Está mais caro comer fora de casa, segundo índice do IBGE
- 26/03/2026
Confira dicas que empreendedor e consumidor podem adotar para evitar muitos gastos
O IBGE divulgou, nesta quinta-feira, o Índice de Preços ao Consumidor Amplo, o IPCA, um dos itens que continuam aumentando são as refeições fora de casa. Nossa equipe mostra como o mercado dos restaurantes vem reagindo a esse crescimento.
Reportagem de Aline Imercio e Vailton Justino
Essa variedade toda de comidas e carnes não é fácil de ser mantida no restaurante do Paulo. Com o aumento dos alimentos, é cada vez mais desafiador manter o cardápio sem aumentar os preços. “A gente é um grupo que trabalha com preço acessível, qualidade e a quantidade. Então está sendo bem impactante isso daí, porque além do aumento do preço, a gente não consegue repassar isso pro consumidor final. também impacta com a evasão. Eu já percebi que nesse último mês aí a gente tá tendo um número bem menor de clientes que estão vindo pro restaurante”, disse o sócio proprietário do Restaurante Mariana ‘s Grill, Paulo Teleken.
Está mais caro comer fora de casa, mas para as pessoas que têm essa necessidade, a opção mais barata ainda é a refeição, que teve um aumento de 0,3%. Pois se a escolha for pelos lanches, o consumidor vai sentir um aumento de 0,50%.
Para a Associação Brasileira de Bares e Restaurantes, esse aumento impacta diretamente na dificuldade que muitos estabelecimentos estão enfrentando. “Começa a ter esses aumentos de aluguel, tudo mais, essa pressão inflacionária. E ele fica com medo porque ele sabe que a população sabe que qualquer coisa que ele aumentar vai refletir no resultado dele”,analisou o diretor de expansão da Abrasel(SP), Pedro Facchini.

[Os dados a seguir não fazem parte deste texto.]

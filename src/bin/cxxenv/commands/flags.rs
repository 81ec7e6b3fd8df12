//! `cxxenv flags` command

use anyhow::Result;

use crate::cli::FlagsArgs;
use cxxenv::ops::configure;
use cxxenv::GlobalContext;

pub fn execute(args: FlagsArgs, ctx: &GlobalContext) -> Result<()> {
    let mut env = configure(ctx, &args.args)?;

    if !args.packages.is_empty() {
        env.configure_for_pkg(&args.packages)?;
    }

    if !args.link {
        println!("{}", env.flags.cxx_compile_args().join(" "));
    }

    if !args.compile {
        let mut link = env.flags.link_args();
        link.extend(env.inputs.iter().map(|p| p.display().to_string()));
        println!("{}", link.join(" "));
    }

    Ok(())
}
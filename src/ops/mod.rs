//! High-level operations.
//!
//! This module contains the implementation of cxxenv commands that go beyond
//! configuring a single environment.

pub mod configure;
pub mod install;
pub mod version;

pub use configure::{configure, configure_with, format_summary, parse_args};
pub use install::{
    header_dest_dir, header_install_plan, install_plan, pkg_config_install, render_pkg_config,
    InstallEntry, InstallOptions, InstallPlan,
};
pub use version::{
    current_tag, default_tag_file, lib_version_info, numeric_version, write_tag_file,
    LibVersionInfo, VersionError,
};
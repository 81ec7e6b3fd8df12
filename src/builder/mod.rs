//! Build environment configuration.
//!
//! This module sets up the environment per-library build descriptions work
//! in: toolchain and flags, source discovery, the library registry and the
//! `pkg-config` cache.

pub mod environment;
pub mod init;
pub mod pkg_config;
pub mod registry;
pub mod sources;
pub mod toolchain;

pub use environment::{BuildEnv, RootEnv};
pub use init::{init_env, HostEnv};
pub use pkg_config::PkgConfigCache;
pub use registry::{LibConfig, LibRecord, LibraryRegistry, RegistryError};
pub use sources::{gather_sources, SourceError, SourceQuery};
pub use toolchain::{CompilerFamily, Toolchain, ToolchainFlavor};
//! CLI definitions using clap.

use std::path::PathBuf;

use clap::{Args, Parser, Subcommand};
use clap_complete::Shell;

/// cxxenv - Build-environment configuration for C++ projects
#[derive(Parser)]
#[command(name = "cxxenv")]
#[command(author, version, about, long_about = None)]
pub struct Cli {
    /// Enable verbose output
    #[arg(short, long, global = true)]
    pub verbose: bool,

    /// Disable colored output
    #[arg(long, global = true)]
    pub no_color: bool,

    #[command(subcommand)]
    pub command: Commands,
}

#[derive(Subcommand)]
pub enum Commands {
    /// Configure the build environment and print a summary
    Configure(ConfigureArgs),

    /// Show compile/link flags
    Flags(FlagsArgs),

    /// List source files
    Sources(SourcesArgs),

    /// Show version and SONAME information
    Version(VersionArgs),

    /// Install headers and the pkg-config descriptor
    Install(InstallArgs),

    /// Show the resolved toolchain
    Toolchain(ToolchainArgs),

    /// Generate shell completions
    Completions(CompletionsArgs),
}

#[derive(Args)]
pub struct ConfigureArgs {
    /// Build arguments, e.g. `libtype=static compiler=clang`
    #[arg(value_name = "KEY=VALUE")]
    pub args: Vec<String>,

    /// Print the environment as JSON
    #[arg(long)]
    pub json: bool,
}

#[derive(Args)]
pub struct FlagsArgs {
    /// Build arguments
    #[arg(value_name = "KEY=VALUE")]
    pub args: Vec<String>,

    /// Merge the flags of a pkg-config package
    #[arg(long = "pkg", value_name = "NAME")]
    pub packages: Vec<String>,

    /// Show compile flags only
    #[arg(long, conflicts_with = "link")]
    pub compile: bool,

    /// Show link flags only
    #[arg(long)]
    pub link: bool,
}

#[derive(Args)]
pub struct SourcesArgs {
    /// File name suffixes to look for, e.g. `.cxx`
    #[arg(required = true, value_name = "SUFFIX")]
    pub suffixes: Vec<String>,

    /// Subdirectory of the project to search
    #[arg(long, value_name = "DIR")]
    pub dir: Option<PathBuf>,

    /// Don't descend into subdirectories
    #[arg(long)]
    pub no_recurse: bool,
}

#[derive(Args)]
pub struct VersionArgs {
    /// Also show SONAME information for this library base name
    #[arg(long, value_name = "BASE")]
    pub lib: Option<String>,

    /// Tag file used outside of git checkouts
    #[arg(long, value_name = "FILE")]
    pub tag_file: Option<PathBuf>,

    /// Write the current tag to FILE
    #[arg(long, value_name = "FILE")]
    pub write_tag_file: Option<PathBuf>,

    /// Build arguments, e.g. `<base>-soname=3`
    #[arg(value_name = "KEY=VALUE")]
    pub args: Vec<String>,
}

#[derive(Args)]
pub struct InstallArgs {
    /// Public header directory
    #[arg(long, value_name = "DIR")]
    pub include: PathBuf,

    /// Generated header to install as well
    #[arg(long, value_name = "FILE")]
    pub generated: Vec<PathBuf>,

    /// pkg-config template containing `@VERSION@`
    #[arg(long, value_name = "FILE")]
    pub pc_template: Option<PathBuf>,

    /// Tag file used outside of git checkouts
    #[arg(long, value_name = "FILE")]
    pub tag_file: Option<PathBuf>,

    /// Show what would be installed without copying
    #[arg(long)]
    pub dry_run: bool,

    /// Build arguments, e.g. `instroot=/opt/cosmos`
    #[arg(value_name = "KEY=VALUE")]
    pub args: Vec<String>,
}

#[derive(Args)]
pub struct ToolchainArgs {
    /// Build arguments, e.g. `compiler=clang`
    #[arg(value_name = "KEY=VALUE")]
    pub args: Vec<String>,
}

#[derive(Args)]
pub struct CompletionsArgs {
    /// Shell to generate completions for
    #[arg(value_enum)]
    pub shell: Shell,
}
//! Filesystem utilities.

use std::fs;
use std::path::{Path, PathBuf};

use anyhow::{Context, Result};

/// Ensure a directory exists, creating it if necessary.
pub fn ensure_dir(path: &Path) -> Result<()> {
    if !path.exists() {
        fs::create_dir_all(path)
            .with_context(|| format!("failed to create directory: {}", path.display()))?;
    }
    Ok(())
}

/// Read a file to string, with nice error messages.
pub fn read_to_string(path: &Path) -> Result<String> {
    fs::read_to_string(path)
        .with_context(|| format!("failed to read file: {}", path.display()))
}

/// Write a string to a file, creating parent directories if needed.
pub fn write_string(path: &Path, contents: &str) -> Result<()> {
    if let Some(parent) = path.parent() {
        ensure_dir(parent)?;
    }
    fs::write(path, contents)
        .with_context(|| format!("failed to write file: {}", path.display()))
}

/// Copy a file, creating the destination's parent directories.
pub fn copy_file(src: &Path, dst: &Path) -> Result<()> {
    if let Some(parent) = dst.parent() {
        ensure_dir(parent)?;
    }
    fs::copy(src, dst).with_context(|| {
        format!("failed to copy {} to {}", src.display(), dst.display())
    })?;
    Ok(())
}

/// Get the relative path from `base` to `path`.
pub fn relative_path(base: &Path, path: &Path) -> PathBuf {
    pathdiff::diff_paths(path, base).unwrap_or_else(|| path.to_path_buf())
}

E para que o empresário possa se adaptar a esse reajuste de preços sem prejuízos, é importante seguir algumas dicas. “Repassar todo o aumento de uma vez é mais traumático. Então é melhor você ao longo do ano, tendo reajustes, você ir passando isso demasiadamente do que ter um grande aumento aí de uma hora para outra, cortar toda ali, toda semana, todo mês, se o preço do óleo continua melhor com aquele fornecedor ou com outro, o preço da carne, o preço dos insumos em geral. E sempre buscando alternativas. alternativas de cardápio, no mix do cardápio”, ressaltou ele.
Para o consumidor é preciso também se adaptar e manter o equilíbrio. Marcos almoça todo dia neste restaurante e reduziu bastante a quantidade de comida no prato. A economia é também para conseguir comprar os itens de saúde para sua mãe. “Deixa de usufruir de algumas coisas para poder gastar em outras que no caso da minha mãe são remédios, fraldas, tudo da melhor qualidade para ela”, relatou o cuidador de idoso, Marcos de Carvalho.